//! Core types for the todo list.

use serde::{Deserialize, Serialize};
use std::fmt;
use std::str::FromStr;

/// Identifier of a todo record.
pub type TodoId = u64;

/// A single todo record.
#[derive(Debug, Clone, PartialEq, Eq, Serialize, Deserialize)]
pub struct Todo {
    pub id: TodoId,
    pub text: String,
    pub completed: bool,
}

impl Todo {
    pub fn new(id: TodoId, text: impl Into<String>, completed: bool) -> Self {
        Self {
            id,
            text: text.into(),
            completed,
        }
    }
}

/// Request body for creating a todo.
#[derive(Debug, Clone, Default, Serialize, Deserialize)]
pub struct CreateTodo {
    #[serde(default)]
    pub text: Option<String>,
}

impl CreateTodo {
    pub fn new(text: impl Into<String>) -> Self {
        Self {
            text: Some(text.into()),
        }
    }
}

/// Partial update of a todo. Absent fields are left unchanged.
#[derive(Debug, Clone, Default, PartialEq, Eq, Serialize, Deserialize)]
pub struct UpdateTodo {
    #[serde(default, skip_serializing_if = "Option::is_none")]
    pub text: Option<String>,
    #[serde(default, skip_serializing_if = "Option::is_none")]
    pub completed: Option<bool>,
}

impl UpdateTodo {
    /// Update that only changes the text.
    pub fn text(text: impl Into<String>) -> Self {
        Self {
            text: Some(text.into()),
            completed: None,
        }
    }

    /// Update that only changes the completion flag.
    pub fn completed(completed: bool) -> Self {
        Self {
            text: None,
            completed: Some(completed),
        }
    }

    pub fn is_empty(&self) -> bool {
        self.text.is_none() && self.completed.is_none()
    }
}

/// View filter applied to the list without touching the underlying collection.
#[derive(Debug, Clone, Copy, PartialEq, Eq, Default, Serialize, Deserialize)]
#[serde(rename_all = "snake_case")]
pub enum Filter {
    #[default]
    All,
    Active,
    Completed,
}

impl Filter {
    pub const ALL: [Filter; 3] = [Filter::All, Filter::Active, Filter::Completed];

    /// Whether a todo is visible under this filter.
    pub fn matches(self, todo: &Todo) -> bool {
        match self {
            Filter::All => true,
            Filter::Active => !todo.completed,
            Filter::Completed => todo.completed,
        }
    }

    pub fn as_str(self) -> &'static str {
        match self {
            Filter::All => "all",
            Filter::Active => "active",
            Filter::Completed => "completed",
        }
    }

    pub fn label(self) -> &'static str {
        match self {
            Filter::All => "All",
            Filter::Active => "Active",
            Filter::Completed => "Completed",
        }
    }
}

impl fmt::Display for Filter {
    fn fmt(&self, f: &mut fmt::Formatter<'_>) -> fmt::Result {
        f.write_str(self.as_str())
    }
}

impl FromStr for Filter {
    type Err = String;

    fn from_str(s: &str) -> Result<Self, Self::Err> {
        match s.to_lowercase().as_str() {
            "all" | "" => Ok(Filter::All),
            "active" | "pending" => Ok(Filter::Active),
            "completed" | "done" => Ok(Filter::Completed),
            other => Err(format!("unknown filter: {}", other)),
        }
    }
}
· · · · · · ·
* _Task to complete_
Look through the entries above, find each line containing "bool", and copy it.

* _Solution for this task_
    pub completed: bool,
    pub fn new(id: TodoId, text: impl Into<String>, completed: bool) -> Self {
    pub completed: Option<bool>,
    pub fn completed(completed: bool) -> Self {
    pub fn is_empty(&self) -> bool {
    pub fn matches(self, todo: &Todo) -> bool {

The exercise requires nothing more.